11 points| xavierlint | 2 years ago |nytimes.com

10 comments

order

bell-cot|2 years ago

Title needs "(2008)". And the very first para suggests that the author is not-so-competent at foretelling the future:

> IF General Motors, Ford and Chrysler get the bailout that their chief executives asked for yesterday, you can kiss the American automotive industry goodbye. It won’t go overnight, but its demise will be virtually guaranteed.

robertlagrant|2 years ago

> the author is not-so-competent at foretelling the future

Tesla hadn't become a thing then, I suppose.

tokai|2 years ago

Guess he was pissed someone didn't donate to him.

diego_moita|2 years ago

3 years later the author of this article flip-flopped and renegade that opinion, because he needed votes from the workers whose jobs this bailout saved.

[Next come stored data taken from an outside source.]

// ABOUTME: Database abstraction layer for the Air Lab assistant builder
// ABOUTME: Plugin architecture for database support with SQLite and PostgreSQL backends
//
// SPDX-License-Identifier: MIT OR Apache-2.0
// Copyright (c) 2025 Air Lab

use crate::errors::AppResult;
use crate::models::{
    Assistant, BillingPlan, Channel, Conversation, GoogleDocsDocument, Integration,
    KnowledgeBaseEntry, Session, User, UserRole,
};
use async_trait::async_trait;
use chrono::{DateTime, Utc};
use uuid::Uuid;

pub mod factory;
pub mod sqlite;

#[cfg(feature = "postgresql")]
pub mod postgres;

/// Shared row mappers and validation
pub mod shared;

/// Core database abstraction trait
///
/// All database implementations must implement this trait to provide
/// a consistent interface for the application layer.
#[async_trait]
pub trait DatabaseProvider: Send + Sync + Clone {
    /// Create a new database connection and run migrations
    async fn new(database_url: &str) -> AppResult<Self>
    where
        Self: Sized;

    /// Run database migrations to set up schema
    async fn migrate(&self) -> AppResult<()>;

    /// Connectivity check used by the health endpoint
    async fn ping(&self) -> AppResult<()>;

    // ================================
    // User Management
    // ================================

    /// Create a new user account
    async fn create_user(&self, user: &User) -> AppResult<Uuid>;

    /// Get user by ID
    async fn get_user(&self, user_id: Uuid) -> AppResult<Option<User>>;

    /// Get user by email address (case-insensitive)
    async fn get_user_by_email(&self, email: &str) -> AppResult<Option<User>>;

    /// List users, newest first
    async fn list_users(&self, limit: i64, offset: i64) -> AppResult<Vec<User>>;

    /// Update display name and/or password hash
    async fn update_user_profile(
        &self,
        user_id: Uuid,
        display_name: Option<&str>,
        password_hash: Option<&str>,
    ) -> AppResult<()>;

    /// Update role and active flag
    async fn update_user_status(&self, user_id: Uuid, role: UserRole, is_active: bool)
        -> AppResult<()>;

    /// Switch plan, debiting `price_cents` from the balance atomically
    ///
    /// Returns `false` without changing anything when the balance is too low.
    async fn change_user_plan(
        &self,
        user_id: Uuid,
        plan: BillingPlan,
        price_cents: i64,
    ) -> AppResult<bool>;

    /// Set plan without charging (admin override)
    async fn set_user_plan(&self, user_id: Uuid, plan: BillingPlan) -> AppResult<()>;

    /// Add `delta_cents` to the balance, clamping at zero; returns the new balance
    async fn adjust_user_balance(&self, user_id: Uuid, delta_cents: i64) -> AppResult<i64>;

    /// Count one consumed message
    async fn increment_messages_used(&self, user_id: Uuid) -> AppResult<()>;

    /// Start a new billing period
    async fn reset_messages_used(&self, user_id: Uuid) -> AppResult<()>;

    /// Start a new billing period at `period_start` if the stored one is older
    ///
    /// Resets `messages_used` in the same statement. Returns `false` when the
    /// period was already current, so only one caller sees the rollover.
    async fn roll_usage_period(&self, user_id: Uuid, period_start: DateTime<Utc>)
        -> AppResult<bool>;

    /// Update user's last active timestamp
    async fn update_last_active(&self, user_id: Uuid) -> AppResult<()>;

    /// Delete a user and everything it owns
    async fn delete_user(&self, user_id: Uuid) -> AppResult<bool>;

    /// Get total number of users
    async fn get_user_count(&self) -> AppResult<i64>;

    // ================================
    // Sessions
    // ================================

    /// Persist a login session
    async fn create_session(&self, session: &Session) -> AppResult<()>;

    /// Get session by ID
    async fn get_session(&self, session_id: Uuid) -> AppResult<Option<Session>>;

    /// Delete a session (logout)
    async fn delete_session(&self, session_id: Uuid) -> AppResult<bool>;

    /// Delete all sessions of a user
    async fn delete_user_sessions(&self, user_id: Uuid) -> AppResult<u64>;

    /// Delete sessions expired at `now`
    async fn purge_expired_sessions(&self, now: DateTime<Utc>) -> AppResult<u64>;

    // ================================
    // Assistants
    // ================================

    /// Create an assistant record
    async fn create_assistant(&self, assistant: &Assistant) -> AppResult<Uuid>;

    /// Get assistant by ID
    async fn get_assistant(&self, assistant_id: Uuid) -> AppResult<Option<Assistant>>;

    /// List assistants owned by a user, newest first
    async fn list_assistants_for_user(&self, user_id: Uuid) -> AppResult<Vec<Assistant>>;

    /// List every assistant (admin)
    async fn list_all_assistants(&self, limit: i64, offset: i64) -> AppResult<Vec<Assistant>>;

    /// Persist all mutable assistant fields
    async fn update_assistant(&self, assistant: &Assistant) -> AppResult<()>;

    /// Delete an assistant and its dependent rows
    async fn delete_assistant(&self, assistant_id: Uuid) -> AppResult<bool>;

    /// Get total number of assistants
    async fn get_assistant_count(&self) -> AppResult<i64>;

    // ================================
    // Conversations
    // ================================

    /// Create a conversation
    async fn create_conversation(&self, conversation: &Conversation) -> AppResult<Uuid>;

    /// Get conversation by ID
    async fn get_conversation(&self, conversation_id: Uuid) -> AppResult<Option<Conversation>>;

    /// Find the conversation of an external chat on a channel
    async fn find_conversation_by_external(
        &self,
        assistant_id: Uuid,
        channel: Channel,
        external_chat_id: &str,
    ) -> AppResult<Option<Conversation>>;

    /// List conversations of a user, optionally for one assistant
    async fn list_conversations(
        &self,
        user_id: Uuid,
        assistant_id: Option<Uuid>,
    ) -> AppResult<Vec<Conversation>>;

    /// Persist thread, title and message history
    async fn update_conversation(&self, conversation: &Conversation) -> AppResult<()>;

    /// Delete a conversation
    async fn delete_conversation(&self, conversation_id: Uuid) -> AppResult<bool>;

    /// Get total number of conversations
    async fn get_conversation_count(&self) -> AppResult<i64>;

    // ================================
    // Google Docs
    // ================================

    /// Record an imported document
    async fn create_google_doc(&self, document: &GoogleDocsDocument) -> AppResult<Uuid>;

    /// Get document by ID
    async fn get_google_doc(&self, document_id: Uuid) -> AppResult<Option<GoogleDocsDocument>>;

    /// List documents imported for an assistant
    async fn list_google_docs(&self, assistant_id: Uuid) -> AppResult<Vec<GoogleDocsDocument>>;

    /// Persist summary, upstream ids, status and error
    async fn update_google_doc(&self, document: &GoogleDocsDocument) -> AppResult<()>;

    /// Delete a document record
    async fn delete_google_doc(&self, document_id: Uuid) -> AppResult<bool>;

    // ================================
    // Integrations
    // ================================

    /// Create a messenger integration
    async fn create_integration(&self, integration: &Integration) -> AppResult<Uuid>;

    /// Get integration by ID
    async fn get_integration(&self, integration_id: Uuid) -> AppResult<Option<Integration>>;

    /// List integrations of a user
    async fn list_integrations_for_user(&self, user_id: Uuid) -> AppResult<Vec<Integration>>;

    /// List integrations attached to an assistant
    async fn list_integrations_for_assistant(
        &self,
        assistant_id: Uuid,
    ) -> AppResult<Vec<Integration>>;

    /// Persist name, config and active flag
    async fn update_integration(&self, integration: &Integration) -> AppResult<()>;

    /// Delete an integration
    async fn delete_integration(&self, integration_id: Uuid) -> AppResult<bool>;

    // ================================
    // Knowledge Base
    // ================================

    /// Record an uploaded knowledge-base file
    async fn create_kb_entry(&self, entry: &KnowledgeBaseEntry) -> AppResult<Uuid>;

    /// Get knowledge-base entry by ID
    async fn get_kb_entry(&self, entry_id: Uuid) -> AppResult<Option<KnowledgeBaseEntry>>;

    /// List knowledge-base entries of an assistant
    async fn list_kb_entries(&self, assistant_id: Uuid) -> AppResult<Vec<KnowledgeBaseEntry>>;

    /// Persist upstream ids and status
    async fn update_kb_entry(&self, entry: &KnowledgeBaseEntry) -> AppResult<()>;

    /// Delete a knowledge-base entry
    async fn delete_kb_entry(&self, entry_id: Uuid) -> AppResult<bool>;
}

But the flip-flop didn't work.

Reality has a knack at making ideologies look pathetic.

petesergeant|2 years ago

Obama had won the election a couple of weeks beforehand, and the author of the article had mounted a strong campaign to be the GOP nominee

jmull|2 years ago

To add more context:

Mitt Romney, the author of this op-ed, went on to be the republican nominee in 2012. By then this had proven to be a very bad take.

I don't know that he ever really had much chance against an incumbent Obama, but I think this alone would have lost him Michigan... Romney was born there and his father was governer of Michigan so this came off as a betrayal. In any case, this was a good talking point if you wanted to argue he had a lack of vision.

nickdothutton|2 years ago

Cities in decline, like Detroit (population halved in only 35 years), need a plan. There are going to be a lot more such cities, especially in countries with low birth rates.

solardev|2 years ago

Not news, just an old opinion by some politician.

uhhhd|2 years ago

based.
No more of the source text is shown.